[THE TASK] Retype, without any change, the first line of the records and every line after it through the one containing "use fenris_weakforms::element::LagrangeElement;".

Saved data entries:
◇ ◇ ◇

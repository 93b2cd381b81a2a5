use fenris_weakforms::assembly::{AssemblyInput, IntoAssemblyTerms, MatrixBasedAssembler};
use fenris_weakforms::differentiation::{
    evaluate_arguments, AutomaticDifferentiation, Differentiation, DifferentiationBackend, Linearization,
    SymbolicDifferentiation,
};
use fenris_weakforms::dofs::{Constraints, DofHandler};
use fenris_weakforms::element::LagrangeElement;
use fenris_weakforms::forms::{bilinear_form, residual_form, ResidualFunctor};
use fenris_weakforms::integral::Integrand;
use fenris_weakforms::mesh::BoxMesh;
use fenris_weakforms::num_dual::DualNum;
use fenris_weakforms::quadrature::QuadratureRule;
use fenris_weakforms::solution::{LocalSolution, SolutionStorage};
use fenris_weakforms::symbolic::{
    constant_tensor, EvaluationContext, FieldSolution, ScalarExtractor, Signature, TestFunction, TrialSolution,
    VectorExtractor,
};
use fenris_weakforms::values::FeValuesBase;
use fenris_weakforms::{Tensor, UpdateFlags};
use matrixcompare::assert_matrix_eq;
use nalgebra::{DMatrix, DVector};
use util::{assert_approx_tensor_eq, assert_panics};

use crate::unit_cell_values;

fn u() -> ScalarExtractor {
    ScalarExtractor::new(0, "u", "u")
}

/// `exp(u) grad u`
fn nonlinear_flux() -> ResidualFunctor {
    let field = FieldSolution::<2>::new().scalar(&u());
    let flux = field
        .value()
        .exp()
        .unwrap()
        .multiply(&field.gradient())
        .unwrap();
    ResidualFunctor::from_expression("q", "q", &flux).unwrap()
}

fn nonlinear_flux_function() -> ResidualFunctor {
    let field = FieldSolution::<2>::new().scalar(&u());
    ResidualFunctor::from_function(
        "q",
        "q",
        Signature::vector(2),
        &[field.value(), field.gradient()],
        |_, args| args[1].scaled(args[0].scalar_value().exp()),
    )
    .unwrap()
}

/// Linearize `residual` at every quadrature point of the unit square, where the field is
/// `u = 0.1 + 0.2 x + 0.3 y`.
fn linearize_on_unit_square<D: Differentiation>(backend: D, residual: &ResidualFunctor) -> Vec<(f64, Linearization)> {
    let flags = UpdateFlags::VALUES | UpdateFlags::GRADIENTS | UpdateFlags::QUADRATURE_POINTS;
    let values = unit_cell_values(2, 2, flags);
    let solution = LocalSolution::from_values(vec![vec![0.1, 0.3, 0.4, 0.6]]);
    let context = EvaluationContext::new(&values).with_solution(&solution);
    let prepared = backend.prepare(residual).unwrap();
    (0..values.n_quadrature_points())
        .map(|q| {
            let x = values.quadrature_point(q);
            let u = 0.1 + 0.2 * x[0] + 0.3 * x[1];
            let arguments = evaluate_arguments(residual, &context, q).unwrap();
            let linearization = backend
                .linearize(&prepared, residual, &context, q, &arguments)
                .unwrap();
            (u, linearization)
        })
        .collect()
}

fn assert_linearizes_nonlinear_flux(linearizations: &[(f64, Linearization)]) {
    assert_eq!(linearizations.len(), 4);
    for (u, linearization) in linearizations {
        let e = u.exp();
        let flux = Tensor::from_data(1, 2, vec![0.2 * e, 0.3 * e]);
        assert_approx_tensor_eq!(linearization.value(), &flux, abstol = 1e-12);

        let tangents = linearization.tangents();
        assert_eq!(tangents.len(), 2);
        // d/du [exp(u) g] = exp(u) g
        assert_approx_tensor_eq!(tangents[0], flux, abstol = 1e-12);
        // d/dg [exp(u) g] = exp(u) I
        assert_approx_tensor_eq!(tangents[1], Tensor::<f64>::identity(2).scaled(e), abstol = 1e-12);

        let directions = [Tensor::scalar(2.0), Tensor::from_data(1, 2, vec![0.0, 1.0])];
        let expected = Tensor::from_data(1, 2, vec![0.4 * e, 1.6 * e]);
        assert_approx_tensor_eq!(linearization.directional_derivative(&directions), expected, abstol = 1e-12);
    }
}

#[test]
fn residual_arguments_are_the_distinct_field_operands() {
    let field = FieldSolution::<2>::new().scalar(&u());
    let residual = nonlinear_flux();
    let arguments = residual.arguments();
    assert_eq!(arguments.len(), 2);
    assert_eq!(Some(&arguments[0]), field.value().as_space_operand());
    assert_eq!(Some(&arguments[1]), field.gradient().as_space_operand());
    assert_eq!(residual.signature(), Signature::vector(2));
    assert!(residual.update_flags().contains(UpdateFlags::GRADIENTS));
}

#[test]
fn automatic_differentiation_of_expression() {
    let linearizations = linearize_on_unit_square(AutomaticDifferentiation, &nonlinear_flux());
    assert_linearizes_nonlinear_flux(&linearizations);
}

#[test]
fn automatic_differentiation_of_function() {
    let linearizations = linearize_on_unit_square(AutomaticDifferentiation, &nonlinear_flux_function());
    assert_linearizes_nonlinear_flux(&linearizations);
}

#[test]
fn symbolic_differentiation_of_expression() {
    let residual = nonlinear_flux();
    let prepared = SymbolicDifferentiation.prepare(&residual).unwrap();
    assert_eq!(prepared.derivatives().len(), 2);

    let linearizations = linearize_on_unit_square(SymbolicDifferentiation, &residual);
    assert_linearizes_nonlinear_flux(&linearizations);
}

#[test]
fn symbolic_differentiation_requires_expression() {
    assert!(SymbolicDifferentiation.prepare(&nonlinear_flux_function()).is_err());
    assert_eq!(SymbolicDifferentiation.name(), "symbolic");
    assert_eq!(AutomaticDifferentiation.name(), "automatic");
}

#[test]
fn directional_derivative_needs_one_direction_per_argument() {
    let linearization = Linearization::new(
        2,
        Tensor::scalar(1.0),
        vec![Tensor::from_data(1, 2, vec![1.0, 2.0])],
    );
    let derivative = linearization.directional_derivative(&[Tensor::from_data(1, 2, vec![3.0, 4.0])]);
    assert_eq!(derivative.scalar_value(), 11.0);
    assert_panics!(linearization.directional_derivative(&[]));
}

fn assemble_on_two_by_two(terms: impl IntoAssemblyTerms, solution: &DVector<f64>) -> (DMatrix<f64>, DVector<f64>) {
    let mesh = BoxMesh::hyper_cube(2, 2).unwrap();
    let dof_handler = DofHandler::new(mesh, LagrangeElement::scalar(2, 1).unwrap()).unwrap();
    assemble(&dof_handler, &QuadratureRule::gauss(2, 2).unwrap(), terms, solution)
}

fn assemble(
    dof_handler: &DofHandler,
    quadrature: &QuadratureRule,
    terms: impl IntoAssemblyTerms,
    solution: &DVector<f64>,
) -> (DMatrix<f64>, DVector<f64>) {
    let constraints = Constraints::new();
    let mut assembler = MatrixBasedAssembler::new();
    assembler += terms;

    let input = AssemblyInput::new(dof_handler, &constraints, quadrature).with_solution(SolutionStorage::new(solution));
    let mut matrix = assembler.create_system_matrix(dof_handler).unwrap();
    let mut rhs = DVector::zeros(dof_handler.n_dofs());
    assembler.assemble_system(&input, &mut matrix, &mut rhs).unwrap();
    (DMatrix::from(&matrix), rhs)
}

fn some_solution() -> DVector<f64> {
    DVector::from_fn(9, |i, _| 0.1 * (i as f64).sin())
}

#[test]
fn linear_residual_assembles_like_the_bilinear_form() {
    let v = TestFunction::<2>::new().scalar(&u());
    let du = TrialSolution::<2>::new().scalar(&u());
    let field = FieldSolution::<2>::new().scalar(&u());
    let conductivity = constant_tensor::<2>(Tensor::from_data(2, 2, vec![2.0, 0.5, 0.5, 1.0]));
    let solution = some_solution();

    let (stiffness, zero_rhs) = assemble_on_two_by_two(
        bilinear_form(&v.gradient(), &conductivity, &du.gradient())
            .unwrap()
            .dv(),
        &solution,
    );
    assert_eq!(zero_rhs, DVector::zeros(9));

    let flux = conductivity.multiply(&field.gradient()).unwrap();
    let residual = ResidualFunctor::from_expression("q", "q", &flux).unwrap();
    for backend in [DifferentiationBackend::Automatic, DifferentiationBackend::Symbolic] {
        let form = residual_form(&v.gradient(), &residual)
            .unwrap()
            .with_backend(backend)
            .unwrap();
        let (matrix, rhs) = assemble_on_two_by_two(form.dv(), &solution);
        assert_matrix_eq!(matrix, stiffness, comp = abs, tol = 1e-12);
        // 0 = R(u) + dR[δu] gives the Newton system K δu = -K u
        let expected_rhs = -(&stiffness * &solution);
        assert_matrix_eq!(rhs, expected_rhs, comp = abs, tol = 1e-12);
    }
}

#[test]
fn fourth_order_linear_residual_assembles_like_the_bilinear_form() {
    let mesh = BoxMesh::hyper_cube(2, 1).unwrap();
    let dof_handler = DofHandler::new(mesh, LagrangeElement::vector(2, 1).unwrap()).unwrap();
    let quadrature = QuadratureRule::gauss(2, 1).unwrap();
    let solution = DVector::from_fn(dof_handler.n_dofs(), |i, _| 0.1 * (i as f64 + 1.0).sin());

    let displacement = VectorExtractor::new(0, "u", "u");
    let v = TestFunction::<2>::new().vector(&displacement);
    let du = TrialSolution::<2>::new().vector(&displacement);
    let field = FieldSolution::<2>::new().vector(&displacement);
    // Distinct entries, so that neither minor nor major symmetry holds
    let stiffness_tensor = Tensor::from_data(4, 2, (1..=16).map(|i| i as f64 + 0.25 * (i * i) as f64).collect());
    let elasticity = constant_tensor::<2>(stiffness_tensor);

    let (stiffness, zero_rhs) = assemble(
        &dof_handler,
        &quadrature,
        bilinear_form(&v.gradient(), &elasticity, &du.gradient())
            .unwrap()
            .dv(),
        &solution,
    );
    assert_eq!(stiffness.shape(), (8, 8));
    assert_eq!(zero_rhs, DVector::zeros(8));
    assert_ne!(stiffness, stiffness.transpose());

    let stress = elasticity.double_contract(&field.gradient()).unwrap();
    let residual = ResidualFunctor::from_expression("sigma", "\\sigma", &stress).unwrap();
    for backend in [DifferentiationBackend::Automatic, DifferentiationBackend::Symbolic] {
        let form = residual_form(&v.gradient(), &residual)
            .unwrap()
            .with_backend(backend)
            .unwrap();
        let (matrix, rhs) = assemble(&dof_handler, &quadrature, form.dv(), &solution);
        assert_matrix_eq!(matrix, stiffness, comp = abs, tol = 1e-12);
        let expected_rhs = -(&stiffness * &solution);
        assert_matrix_eq!(rhs, expected_rhs, comp = abs, tol = 1e-12);
    }
}

#[test]
fn nonlinear_residual_assembles_identically_with_both_backends() {
    let v = TestFunction::<2>::new().scalar(&u());
    let solution = some_solution();
    let automatic = residual_form(&v.gradient(), &nonlinear_flux()).unwrap();
    let symbolic = automatic
        .clone()
        .with_backend(DifferentiationBackend::Symbolic)
        .unwrap();
    let function = residual_form(&v.gradient(), &nonlinear_flux_function()).unwrap();

    let (matrix_automatic, rhs_automatic) = assemble_on_two_by_two(automatic.dv(), &solution);
    let (matrix_symbolic, rhs_symbolic) = assemble_on_two_by_two(symbolic.dv(), &solution);
    let (matrix_function, rhs_function) = assemble_on_two_by_two(function.dv(), &solution);

    assert_matrix_eq!(matrix_symbolic, matrix_automatic, comp = abs, tol = 1e-12);
    assert_matrix_eq!(rhs_symbolic, rhs_automatic, comp = abs, tol = 1e-12);
    assert_matrix_eq!(matrix_function, matrix_automatic, comp = abs, tol = 1e-12);
    assert_matrix_eq!(rhs_function, rhs_automatic, comp = abs, tol = 1e-12);

    // Column j of the matrix is the derivative of -rhs with respect to solution entry j
    let h = 1e-6;
    for j in [0, 4, 7] {
        let mut perturbed = solution.clone();
        perturbed[j] += h;
        let (_, rhs_perturbed) = assemble_on_two_by_two(automatic.dv(), &perturbed);
        let column = -(rhs_perturbed - &rhs_automatic) / h;
        assert_matrix_eq!(column, matrix_automatic.column(j).into_owned(), comp = abs, tol = 1e-5);
    }
}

◇ ◇ ◇

[EXPECTED OUTPUT]
repository 93b2cd381b81a2a5
use fenris_weakforms::assembly::{AssemblyInput, IntoAssemblyTerms, MatrixBasedAssembler};
use fenris_weakforms::differentiation::{
    evaluate_arguments, AutomaticDifferentiation, Differentiation, DifferentiationBackend, Linearization,
    SymbolicDifferentiation,
};
use fenris_weakforms::dofs::{Constraints, DofHandler};
use fenris_weakforms::element::LagrangeElement;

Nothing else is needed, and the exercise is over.